Choosing Your Guitar...
Whether you are just starting out or even if you are complimenting that guitar army you've always dreamed about, it's crucial you make the right decisions when buying the guitar for you.
Here is a simple three step guide on buying the right guitar for you...
Set a budget. Set a budget that is affordable to you. One man's budget is another's two week holiday in the Bahamas, so make it a realistic budget. Keep in mind that there is a strict correlation between the amount you spend on something and what you get back in return;
£20-100 £100-300 £300-600 £600-1000+
Adequate Good Great Excellent
Make some guitar friends. Make a special effort to become friends with someone else who knows a little something about guitars. They don't necessarily need to know a lot, but it's always useful to discuss ideas between other musicians. Even to this day I always find it beneficial to take a moment to talk to some of my guitar playing friends when it comes to my next purchase.

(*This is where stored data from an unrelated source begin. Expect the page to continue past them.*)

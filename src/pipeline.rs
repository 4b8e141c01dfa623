/*!
 * Node Connection Pipeline
 *
 * `NodeConnPipe` fans a node's traffic out across `conns` backend TCP
 * connections, each driven by its own worker thread: drain up to
 * `PIPE_MAX_COUNT` queued requests non-blockingly, write them as one batch,
 * then read back exactly that many replies in order before taking the next
 * batch. Requests for the same node are sharded across connections by CRC16
 * of the key so unrelated keys pipeline independently, while traffic for the
 * same key always lands on the same connection and keeps its ordering.
 *
 * Mirrors the reference `NodeConnPipe`/`msgPipe`, down to the "block for one
 * message, then drain the rest non-blockingly" loop that avoids busy-waiting
 * an idle node.
 */

use crate::buffer;
use crate::bufio::{Reader, Writer};
use crate::conn::Conn;
use crate::error::{ProxyError, Result};
use crate::hashkit::crc16;
use crate::message::Message;
use crossbeam::channel::{bounded, Receiver, Sender, TryRecvError};
use smol_str::SmolStr;
use std::sync::atomic::{AtomicBool, Ordering};
use std::sync::Arc;
use std::thread::JoinHandle;
use std::time::Duration;

const PIPE_MAX_COUNT: usize = 32;
const PIPE_DIAL_TIMEOUT: Duration = Duration::from_secs(1);

/// A raw pointer to a `Message` owned by the client handler thread, handed
/// to a pipe worker thread. Sound under one invariant: the handler must not
/// touch the message again until its `WaitGroup` can reach zero, which it
/// enforces by calling `wg.wait()` before reuse — the same happens-before
/// edge the reference implementation gets for free by sharing a pointer
/// across goroutines guarded only by a `sync.WaitGroup`.
struct MsgPtr(*mut Message);
unsafe impl Send for MsgPtr {}

pub struct NodeConnPipe {
    addr: SmolStr,
    senders: Vec<Sender<MsgPtr>>,
    closed: Arc<AtomicBool>,
    handles: Vec<JoinHandle<()>>,
}

impl NodeConnPipe {
    pub fn new(addr: &str, conns: usize, read_timeout: Duration, write_timeout: Duration) -> Self {
        let conns = conns.max(1);
        let closed = Arc::new(AtomicBool::new(false));
        let mut senders = Vec::with_capacity(conns);
        let mut handles = Vec::with_capacity(conns);
        for _ in 0..conns {
            let (tx, rx) = bounded::<MsgPtr>(PIPE_MAX_COUNT * PIPE_MAX_COUNT);
            let addr_owned = addr.to_string();
            let closed_flag = Arc::clone(&closed);
            let handle = std::thread::Builder::new()
                .name(format!("ferrule-pipe-{addr}"))
                .spawn(move || pipe_loop(addr_owned, rx, closed_flag, read_timeout, write_timeout))
                .expect("spawn backend pipe worker thread");
            senders.push(tx);
            handles.push(handle);
        }
        NodeConnPipe {
            addr: SmolStr::new(addr),
            senders,
            closed,
            handles,
        }
    }

    pub fn addr(&self) -> &str {
        &self.addr
    }

    /// Enqueue one already-split, single-request `Message` for this node.
    /// `msg` must outlive the round trip: the handler calls this only after
    /// `msg.add()`-ing it to a `WaitGroup` it will subsequently `wait()` on.
    pub fn push(&self, msg: &mut Message) {
        msg.add();
        msg.mark_addr(&self.addr);
        if self.closed.load(Ordering::Acquire) {
            msg.with_error(Some(ProxyError::ForwarderClosed));
            msg.done();
            return;
        }
        let shard = if self.senders.len() == 1 {
            0
        } else {
            let key = msg.request().map(|r| r.key()).unwrap_or(&[]);
            crc16(key) as usize % self.senders.len()
        };
        let ptr = MsgPtr(msg as *mut Message);
        if self.senders[shard].try_send(ptr).is_err() {
            msg.with_error(Some(ProxyError::PipeChanFull));
            msg.done();
        }
    }

    /// Stop taking new work and wait for in-flight batches to drain.
    pub fn close(&mut self) {
        self.closed.store(true, Ordering::Release);
        self.senders.clear();
        for h in self.handles.drain(..) {
            let _ = h.join();
        }
    }
}

impl Drop for NodeConnPipe {
    fn drop(&mut self) {
        self.closed.store(true, Ordering::Release);
    }
}

fn pipe_loop(addr: String, rx: Receiver<MsgPtr>, closed: Arc<AtomicBool>, read_timeout: Duration, write_timeout: Duration) {
    let mut reader: Option<Reader<Conn>> = None;
    let mut batch: Vec<MsgPtr> = Vec::with_capacity(PIPE_MAX_COUNT);

    loop {
        batch.clear();
        let first = match rx.recv() {
            Ok(m) => m,
            Err(_) => return,
        };
        batch.push(first);
        while batch.len() < PIPE_MAX_COUNT {
            match rx.try_recv() {
                Ok(m) => batch.push(m),
                Err(TryRecvError::Empty) | Err(TryRecvError::Disconnected) => break,
            }
        }

        if reader.is_none() {
            match Conn::dial(&addr, PIPE_DIAL_TIMEOUT, read_timeout, write_timeout) {
                Ok(c) => reader = Some(Reader::new(c, buffer::get(4096))),
                Err(e) => {
                    log::warn!("pipe {addr}: dial failed: {e}");
                    fail_batch(&batch, ProxyError::Io(e.to_string()));
                    continue;
                }
            }
        }
        let r = reader.as_mut().expect("just ensured reader is set");

        if let Err(e) = write_batch(r.get_mut(), &batch) {
            log::warn!("pipe {addr}: write failed: {e}");
            reader = None;
            fail_batch(&batch, e);
            continue;
        }

        if read_batch(r, &batch).is_err() {
            log::warn!("pipe {addr}: read failed, reconnecting");
            reader = None;
            continue;
        }

        if closed.load(Ordering::Acquire) && rx.is_empty() {
            return;
        }
    }
}

fn write_batch<W: std::io::Write>(conn: W, batch: &[MsgPtr]) -> Result<()> {
    let mut bw = Writer::new(conn);
    for ptr in batch {
        let msg = unsafe { &mut *ptr.0 };
        msg.mark_write();
        if let Some(req) = msg.request() {
            req.resp.encode(&mut bw)?;
        }
    }
    bw.flush()
}

fn read_batch(r: &mut Reader<Conn>, batch: &[MsgPtr]) -> Result<()> {
    for (i, ptr) in batch.iter().enumerate() {
        let msg = unsafe { &mut *ptr.0 };
        let result = match msg.request_mut() {
            Some(req) => decode_reply(r, &mut req.reply),
            None => Ok(()),
        };
        match result {
            Ok(()) => {
                msg.mark_read();
                msg.mark_end();
                msg.done();
            }
            Err(e) => {
                msg.with_error(Some(e.clone()));
                msg.mark_end();
                msg.done();
                fail_batch(&batch[i + 1..], e.clone());
                return Err(e);
            }
        }
    }
    Ok(())
}

fn decode_reply<R: std::io::Read>(br: &mut Reader<R>, out: &mut crate::resp::Resp) -> Result<()> {
    loop {
        match out.decode(br) {
            Ok(()) => return Ok(()),
            Err(ProxyError::BufferFull) => br.read()?,
            Err(e) => return Err(e),
        }
    }
}

fn fail_batch(batch: &[MsgPtr], err: ProxyError) {
    for ptr in batch {
        let msg = unsafe { &mut *ptr.0 };
        msg.with_error(Some(err.clone()));
        msg.mark_end();
        msg.done();
    }
}

#[cfg(test)]
mod tests {
    use super::*;
    use crate::message::{get_msgs, Request};
    use crate::resp::Resp;
    use std::io::{Cursor, Read, Write};
    use std::net::{TcpListener, TcpStream};

    /// A minimal server loop standing in for a backend node: echoes back a
    /// fixed `+OK\r\n` for every request it reads, once per accepted batch.
    fn spawn_echo_server() -> (String, JoinHandle<()>) {
        let listener = TcpListener::bind("127.0.0.1:0").unwrap();
        let addr = listener.local_addr().unwrap().to_string();
        let handle = std::thread::spawn(move || {
            if let Ok((mut stream, _)) = listener.accept() {
                let mut buf = [0u8; 1024];
                loop {
                    match stream.read(&mut buf) {
                        Ok(0) | Err(_) => return,
                        Ok(_) => {
                            let _ = stream.write_all(b"+OK\r\n");
                        }
                    }
                }
            }
        });
        (addr, handle)
    }

    #[test]
    fn push_round_trips_a_single_request_through_a_real_socket() {
        let (addr, _server) = spawn_echo_server();
        let pipe = NodeConnPipe::new(&addr, 1, Duration::from_secs(2), Duration::from_secs(2));

        let mut msgs = get_msgs(1);
        let msg = &mut msgs[0];
        let wg = crate::message::WaitGroup::new();
        msg.with_wait_group(wg.clone());
        let mut req = Request::default();
        let mut r = Reader::new(Cursor::new(b"*1\r\n$4\r\nPING\r\n".to_vec()), buffer::get(64));
        r.read().unwrap();
        req.resp.decode(&mut r).unwrap();
        msg.with_request(req);

        pipe.push(msg);
        wg.wait();

        assert!(msg.err().is_none());
        assert_eq!(msg.request().unwrap().reply.resp_type, crate::resp::RESP_STRING);
        assert_eq!(msg.request().unwrap().reply.data, b"OK");
        let _ = Resp::new();
    }
}
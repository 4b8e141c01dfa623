//! End-to-end scenarios against a real listener, real backend sockets (no
//! mocking the wire), driven from a plain client `TcpStream`.

use ferrule::buffer;
use ferrule::bufio::{Reader, Writer};
use ferrule::config::ClusterConfig;
use ferrule::forwarder::{Forwarder, ForwarderConfig};
use ferrule::listener::Listener;
use ferrule::resp::{Resp, RESP_ARRAY, RESP_INT};
use std::io::{Read, Write};
use std::net::{SocketAddr, TcpListener, TcpStream};
use std::sync::atomic::{AtomicBool, AtomicI64, Ordering};
use std::sync::Arc;
use std::time::Duration;

/// A backend stand-in that echoes the request's key back as a bulk reply,
/// or `:1` for DEL/EXISTS-shaped requests. Good enough to exercise routing,
/// splitting and merging without needing a real key-value store.
fn spawn_fake_backend() -> SocketAddr {
    let listener = TcpListener::bind("127.0.0.1:0").unwrap();
    let addr = listener.local_addr().unwrap();
    std::thread::spawn(move || {
        for stream in listener.incoming() {
            let stream = match stream {
                Ok(s) => s,
                Err(_) => continue,
            };
            std::thread::spawn(move || serve_fake_backend(stream));
        }
    });
    addr
}

fn serve_fake_backend(stream: TcpStream) {
    stream.set_read_timeout(Some(Duration::from_secs(5))).unwrap();
    let mut reader = Reader::new(stream.try_clone().unwrap(), buffer::get(4096));
    loop {
        let mut req = Resp::new();
        match req.decode(&mut reader) {
            Ok(()) => {}
            Err(ferrule::error::ProxyError::BufferFull) => {
                if reader.read().is_err() {
                    return;
                }
                continue;
            }
            Err(_) => return,
        }
        let cmd = req.array().first().map(|r| r.data.clone()).unwrap_or_default();
        let reply = if cmd.eq_ignore_ascii_case(b"DEL") || cmd.eq_ignore_ascii_case(b"EXISTS") {
            let mut r = Resp::new();
            r.resp_type = RESP_INT;
            r.data = b"1".to_vec();
            r
        } else {
            let key = req.array().get(1).map(|r| r.data.clone()).unwrap_or_default();
            let mut r = Resp::new();
            r.resp_type = b'$';
            r.data = key;
            r
        };
        let mut w = Writer::new(reader.get_mut());
        if reply.encode(&mut w).is_err() {
            return;
        }
        if w.flush().is_err() {
            return;
        }
    }
}

fn start_cluster(cluster_name: &str, servers: &[String], max_connections: i64) -> (SocketAddr, Arc<AtomicBool>) {
    let cfg = ClusterConfig {
        name: cluster_name.to_string(),
        listen_proto: "tcp".to_string(),
        listen_addr: "127.0.0.1:0".to_string(),
        servers: servers.to_vec(),
        hash_tag: true,
        use_crc16_ring: false,
        password: None,
        max_connections,
        conns_per_node: 2,
        read_timeout_ms: 2000,
        write_timeout_ms: 2000,
        ping_interval_ms: 1000,
        ping_fail_limit: 3,
        ping_backoff_ms: 300_000,
    };
    let parsed = cfg.parsed_servers().unwrap();
    let fwd_cfg = ForwarderConfig {
        hash_tag: cfg.hash_tag,
        conns_per_node: cfg.conns_per_node,
        read_timeout: cfg.read_timeout(),
        write_timeout: cfg.write_timeout(),
        pinger: cfg.pinger_config(),
        use_crc16_ring: cfg.use_crc16_ring,
    };
    let forwarder = Arc::new(Forwarder::new(&cfg.name, &parsed, fwd_cfg));
    let listener = Listener::bind(&cfg.name, &cfg.listen_proto, &cfg.listen_addr).unwrap();
    let bound = listener.local_addr().unwrap();
    let shutdown = Arc::new(AtomicBool::new(false));
    let conns = Arc::new(AtomicI64::new(0));
    let thread_shutdown = Arc::clone(&shutdown);
    std::thread::spawn(move || {
        let _ = listener.serve(forwarder, cfg.password, cfg.max_connections, conns, cfg.read_timeout(), cfg.write_timeout(), thread_shutdown);
    });
    std::thread::sleep(Duration::from_millis(50));
    (bound, shutdown)
}

fn send(stream: &mut TcpStream, cmd: &[u8]) -> Vec<u8> {
    stream.write_all(cmd).unwrap();
    let mut buf = [0u8; 4096];
    let n = stream.read(&mut buf).unwrap();
    buf[..n].to_vec()
}

#[test]
fn single_get_round_trips_through_one_node() {
    let backend = spawn_fake_backend();
    let (proxy_addr, _shutdown) = start_cluster("cache", &[format!("{backend}:1")], 100);

    let mut client = TcpStream::connect(proxy_addr).unwrap();
    client.set_read_timeout(Some(Duration::from_secs(5))).unwrap();
    let resp = send(&mut client, b"*2\r\n$3\r\nGET\r\n$4\r\nbaka\r\n");
    assert_eq!(resp, b"$4\r\nbaka\r\n");
}

#[test]
fn mget_splits_and_merges_across_nodes() {
    let backend_a = spawn_fake_backend();
    let backend_b = spawn_fake_backend();
    let (proxy_addr, _shutdown) = start_cluster("cache", &[format!("{backend_a}:1"), format!("{backend_b}:1")], 100);

    let mut client = TcpStream::connect(proxy_addr).unwrap();
    client.set_read_timeout(Some(Duration::from_secs(5))).unwrap();
    let resp = send(&mut client, b"*3\r\n$4\r\nMGET\r\n$1\r\nx\r\n$1\r\ny\r\n");
    assert_eq!(resp, b"*2\r\n$1\r\nx\r\n$1\r\ny\r\n");
}

#[test]
fn del_merges_counts_from_multiple_keys() {
    let backend = spawn_fake_backend();
    let (proxy_addr, _shutdown) = start_cluster("cache", &[format!("{backend}:1")], 100);

    let mut client = TcpStream::connect(proxy_addr).unwrap();
    client.set_read_timeout(Some(Duration::from_secs(5))).unwrap();
    let resp = send(&mut client, b"*3\r\n$3\r\nDEL\r\n$1\r\na\r\n$1\r\nb\r\n");
    assert_eq!(resp, b":2\r\n");
}

#[test]
fn auth_is_required_before_other_commands_when_password_is_set() {
    let backend = spawn_fake_backend();
    let cfg = ClusterConfig {
        name: "secure".to_string(),
        listen_proto: "tcp".to_string(),
        listen_addr: "127.0.0.1:0".to_string(),
        servers: vec![format!("{backend}:1")],
        hash_tag: true,
        use_crc16_ring: false,
        password: Some("hunter2".to_string()),
        max_connections: 100,
        conns_per_node: 2,
        read_timeout_ms: 2000,
        write_timeout_ms: 2000,
        ping_interval_ms: 1000,
        ping_fail_limit: 3,
        ping_backoff_ms: 300_000,
    };
    let parsed = cfg.parsed_servers().unwrap();
    let fwd_cfg = ForwarderConfig {
        hash_tag: cfg.hash_tag,
        conns_per_node: cfg.conns_per_node,
        read_timeout: cfg.read_timeout(),
        write_timeout: cfg.write_timeout(),
        pinger: cfg.pinger_config(),
        use_crc16_ring: cfg.use_crc16_ring,
    };
    let forwarder = Arc::new(Forwarder::new(&cfg.name, &parsed, fwd_cfg));
    let listener = Listener::bind(&cfg.name, &cfg.listen_proto, &cfg.listen_addr).unwrap();
    let bound = listener.local_addr().unwrap();
    let shutdown = Arc::new(AtomicBool::new(false));
    let conns = Arc::new(AtomicI64::new(0));
    let password = cfg.password.clone();
    std::thread::spawn(move || {
        let _ = listener.serve(forwarder, password, cfg.max_connections, conns, cfg.read_timeout(), cfg.write_timeout(), shutdown);
    });
    std::thread::sleep(Duration::from_millis(50));

    let mut client = TcpStream::connect(bound).unwrap();
    client.set_read_timeout(Some(Duration::from_secs(5))).unwrap();

    let resp = send(&mut client, b"*2\r\n$3\r\nGET\r\n$1\r\na\r\n");
    assert_eq!(resp, b"-NOAUTH Authentication required.\r\n");

    let resp = send(&mut client, b"*2\r\n$4\r\nAUTH\r\n$6\r\nwrong1\r\n");
    assert_eq!(resp, b"-ERR invalid password\r\n");

    let resp = send(&mut client, b"*2\r\n$4\r\nAUTH\r\n$7\r\nhunter2\r\n");
    assert_eq!(resp, b"+OK\r\n");

    let resp = send(&mut client, b"*2\r\n$3\r\nGET\r\n$1\r\na\r\n");
    assert_eq!(resp, b"$1\r\na\r\n");
}

#[test]
fn over_capacity_connection_is_rejected() {
    let backend = spawn_fake_backend();
    let (proxy_addr, _shutdown) = start_cluster("tiny", &[format!("{backend}:1")], 0);

    let mut client = TcpStream::connect(proxy_addr).unwrap();
    client.set_read_timeout(Some(Duration::from_secs(5))).unwrap();
    let mut buf = [0u8; 256];
    let n = client.read(&mut buf).unwrap();
    assert_eq!(&buf[..n], b"-ERR Proxy accept more than max connextions\r\n");
}

#[test]
fn unknown_command_is_rejected_without_forwarding() {
    let backend = spawn_fake_backend();
    let (proxy_addr, _shutdown) = start_cluster("cache", &[format!("{backend}:1")], 100);

    let mut client = TcpStream::connect(proxy_addr).unwrap();
    client.set_read_timeout(Some(Duration::from_secs(5))).unwrap();
    let resp = send(&mut client, b"*1\r\n$7\r\nFLUSHDB\r\n");
    assert_eq!(resp, b"-ERR unknown command\r\n");
}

Guitar friends can be found at online forums and music shops...
Visit guitar shops. The most important aspect of purchasing a guitar is physically picking it up and playing it with your own hands.
I recently went guitar shopping with a student that I have been teaching for a few years, and he decided the time had come for him to buy a nice acoustic guitar. So he asked if i could advise on what was the best acoustic guitar to buy, and my response was "You don't choose the guitar, the guitar chooses you!", loosely translating as "get yourself to a music shop!".
As his designated guitar friend he told me his budget and we went on the search for guitars...
Set a budget
Made a guitar friend
Found some guitar shops
Armed with my student's budget (about £500) and knowing him well enough to advise, we went to some guitar shops and I started handing him guitars to play, but removed the price tags so he couldn't see prices of the guitars that I handed to him. I think the guitar auditioning process should be based purely on the playability, feel and sound rather than the price tag playing a factor at this stage of the process. You've set your budget, keep it at that. Don't let the price influence your decision making at this point, let your hands and ears do this for you. As a result my student found a guitar that suited him perfectly from every aspect, a Tanglewood TW145 SS CE, and it came in under budget too!
So there you have it, the three key elements when purchasing a guitar:
1. Set a budget
2. Make guitar friends
3. Go to a guitar shop
If possible, do the auditioning of your guitars without knowing the actual price by taking someone with you who can only hand you guitars that are within your price range.
Hopefully these tips will make the process more organic and less stressful!